Automatic Noodle
Robot citizenship, postwar San Francisco, and very good noodles. Field Note: Media
Automatic Noodle was a crushable delight.
The story, written by Annalee Newitz—a journalist and longtime tech and culture editor, including stints as editor-in-chief of io9 and Gizmodo—follows a ragtag group of robots in a futuristic, postwar San Francisco. Recently rebooted and half-disconnected from power and memory, this metal found family slowly comes back online to each other, to the internet, and to the messy recent history that shaped them.
California and America (damn Yankees) have landed in a tenuous cease-fire after a civil war. California grants its robotic workforce a form of pseudo-citizenship, progressive on paper and uneven in practice. Through each IC-powered friend, we see the tiers, loopholes, and quiet humiliations of being almost a citizen.
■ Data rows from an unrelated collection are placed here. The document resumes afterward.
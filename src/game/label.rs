//! Stage Labels
//!
//! A stage label names where a session currently is in the narrative.
//! The set of labels is open: any string is accepted, and only the
//! terminal label carries meaning here.

use std::fmt;

use crate::{FINISHED_STATE, INITIAL_STATE};

/// Free-form name of a narrative or game stage.
///
/// Construction never fails. Comparison is exact and case-sensitive.
#[derive(Clone, Debug, PartialEq, Eq, PartialOrd, Ord, Hash)]
pub struct StageLabel(String);

impl StageLabel {
    /// Create a label from any string.
    pub fn new(label: impl Into<String>) -> Self {
        Self(label.into())
    }

    /// The label a fresh session starts in.
    pub fn introduction() -> Self {
        Self::new(INITIAL_STATE)
    }

    /// The terminal label.
    pub fn finished() -> Self {
        Self::new(FINISHED_STATE)
    }

    /// Check if this is exactly the terminal label.
    #[inline]
    pub fn is_finished(&self) -> bool {
        self.0 == FINISHED_STATE
    }

    /// Borrow the label text.
    #[inline]
    pub fn as_str(&self) -> &str {
        &self.0
    }

    /// Take the label text.
    pub fn into_string(self) -> String {
        self.0
    }
}

impl Default for StageLabel {
    fn default() -> Self {
        Self::introduction()
    }
}

impl From<&str> for StageLabel {
    fn from(label: &str) -> Self {
        Self::new(label)
    }
}

impl From<String> for StageLabel {
    fn from(label: String) -> Self {
        Self(label)
    }
}

impl From<StageLabel> for String {
    fn from(label: StageLabel) -> Self {
        label.0
    }
}

impl AsRef<str> for StageLabel {
    fn as_ref(&self) -> &str {
        &self.0
    }
}

impl PartialEq<str> for StageLabel {
    fn eq(&self, other: &str) -> bool {
        self.0 == other
    }
}

impl PartialEq<&str> for StageLabel {
    fn eq(&self, other: &&str) -> bool {
        self.0 == *other
    }
}

impl fmt::Display for StageLabel {
    fn fmt(&self, f: &mut fmt::Formatter<'_>) -> fmt::Result {
        f.write_str(&self.0)
    }
}
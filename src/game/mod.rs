//! Game Session Module
//!
//! ## Module Structure
//!
//! - `label`: Open-ended stage labels
//! - `state`: The session state container
//! - `command`: Named mutations, scripts and replay

pub mod command;
pub mod label;
pub mod state;

// Re-export key types
pub use command::{replay, Command, CommandError, Script, ScriptError};
pub use label::StageLabel;
pub use state::GameState;
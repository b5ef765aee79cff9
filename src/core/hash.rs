//! State Hashing
//!
//! Deterministic fingerprints of session state, so collaborators can tell
//! whether two states (or one state at two points in time) differ without
//! comparing field by field.

use sha2::{Digest, Sha256};

/// Hash output type (256 bits / 32 bytes)
pub type StateHash = [u8; 32];

/// Domain separator for game state fingerprints.
pub const GAME_STATE_DOMAIN: &[u8] = b"NARRATIVE_STATE_V1";

/// Deterministic hasher for session state.
///
/// Wraps SHA-256 with typed update helpers.
/// Order of updates is part of the hash.
pub struct StateHasher {
    hasher: Sha256,
}

impl StateHasher {
    /// Create a new hasher with domain separator.
    pub fn new(domain: &[u8]) -> Self {
        let mut hasher = Sha256::new();
        hasher.update(domain);
        Self { hasher }
    }

    /// Create hasher for game state.
    pub fn for_game_state() -> Self {
        Self::new(GAME_STATE_DOMAIN)
    }

    /// Update with a u64 value (little-endian).
    #[inline]
    pub fn update_u64(&mut self, value: u64) {
        self.hasher.update(value.to_le_bytes());
    }

    /// Update with an i128 value (little-endian).
    #[inline]
    pub fn update_i128(&mut self, value: i128) {
        self.hasher.update(value.to_le_bytes());
    }

    /// Update with a string, length-prefixed.
    pub fn update_str(&mut self, value: &str) {
        self.update_u64(value.len() as u64);
        self.hasher.update(value.as_bytes());
    }

    /// Finalize and return the hash.
    pub fn finalize(self) -> StateHash {
        self.hasher.finalize().into()
    }
}

/// Compute the fingerprint of a game state.
///
/// Called by `GameState::compute_hash()`.
pub fn compute_state_hash(current_state: &str, player_progress: u64, bias_level: i128) -> StateHash {
    let mut hasher = StateHasher::for_game_state();
    hasher.update_str(current_state);
    hasher.update_u64(player_progress);
    hasher.update_i128(bias_level);
    hasher.finalize()
}

// =============================================================================
// TESTS
// =============================================================================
The tension hums throughout. Humans who welcome robots. Humans who resent them. Regressive, human-first politics that insist personhood must remain exclusive. The story is also full of all-too-relevant modern tropes: unexpected loves, media manipulation, and Yelp review–bombing psy-ops deployed as soft warfare.
The politics feel procedural rather than symbolic. Citizenship here isn’t a metaphor, it’s infrastructure. Rights are granted, revoked, negotiated, and selectively enforced. That framing tracks with Newitz’s background observing how power actually gets written into systems, not as declarations, but as policy.
At its heart, though, Automatic Noodle is about memory, belonging, and joy. It is also, unexpectedly, about food. The noodle obsession is mouthwatering, so fair warning: expect to be hungry. The robots’ relationship to taste and eating is delightful and genuinely funny.
One character, a taste-bot resembling an octopus, experiences flavor the way a real octopus does, tasting everything it touches with all eight of its appendages. Cooking becomes a distributed sensory event, equal parts precision and play.
In the aftermath of conflict, these robots find purpose not through revolution but through care. Through craft. Through opening one of the best noodle shops a battered San Francisco has to offer, robot-run or not.